When I write a book, there is definitely a process to it. It is tried and true and has made many an author happy. So when someone tries to tell me, “I know someone who can do it in 4 weeks,” I say, “Then, by all means, work with them.”
They don’t. They’re just trying to push the envelope and shape the process to meet their expectations.
That’s when I say, “Sure, I can write a 30,000-word book for you in four weeks, but it will cost you more. If you’re open to that, we can talk about what that looks like when tied into my process.”
Don’t let someone try and dictate how your process unfolds. Be clear from the start what it looks like, and make sure it’s in a written contract. That way, there is no dispute later. If they keep pushing, they aren’t the right client for you. They will cause you more pain than anything else.
5) Always Have a Contract
Speaking of contracts….
If you take on a project (of any size) without a written contract, you are giving your client permission to overstep his or her boundaries.

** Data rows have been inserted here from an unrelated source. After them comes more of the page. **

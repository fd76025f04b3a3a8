/// 重连诊断状态
///
/// 进程级共享的 "connection refused" 诊断开关，多条隧道同时
/// 重连同一个不可达中继时避免日志刷屏
use std::sync::atomic::{AtomicBool, Ordering};

/// 进程级重试诊断状态
///
/// 由调用方创建并在所有 TunnelConnection 实例之间共享，
/// 生命周期随进程，重启后自然复位
#[derive(Debug, Default)]
pub struct RetryState {
    refused_reported: AtomicBool,
}

impl RetryState {
    /// 创建新的重试状态
    pub fn new() -> Self {
        Self::default()
    }

    /// 判断本次 "connection refused" 是否应该输出诊断
    ///
    /// 开关语义：第一次出现输出并置位，紧随其后的一次被抑制并复位，
    /// 再之后的出现重新输出。不是"终身只报一次"的单向闩锁
    pub fn should_report_refused(&self) -> bool {
        !self.refused_reported.fetch_xor(true, Ordering::SeqCst)
    }
}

If you agree to write six blog posts a month between 1,000 – 1,200 words, for $220 each, PUT IT IN WRITING.
Inevitably, they’ll reach out at some point and say, “Can you make this post 1,500 words?”
If you say yes and don’t charge accordingly (because you want to be nice and don’t want to cause a problem and blah, blah, blah), you are literally opening the door for creep scope. You are inviting your client to push boundaries. If you don’t nip it in the bud from jump, you’re only going to cause heartache down the road.
“But I feel bad.”
Really? Then you don’t belong in business. Sorry, but it’s true.
Charge the extra and stick to it. You deserve to be paid what you’re worth.
There is no question that establishing boundaries will cause you to “lose business.” But do you want to be in business with them in the first place? Frankly, I’m okay if a particular relationship doesn’t unfold. Trouble from the beginning in a sure sign that trouble will continue to unfold.
If someone doesn’t respect your time from the beginning, I promise you, they never will. Take control and establish boundaries. You can still be kind and warm when doing this. So don’t look at it like a bad thing to do. It isn’t. It’s the right thing to do.
The good news is, those who respect you and your boundaries will the greatest people to work with. And really, isn’t that what we’re after?
Joleene Moody is a ghostwriter, screenwriter, and actor based in Central New York.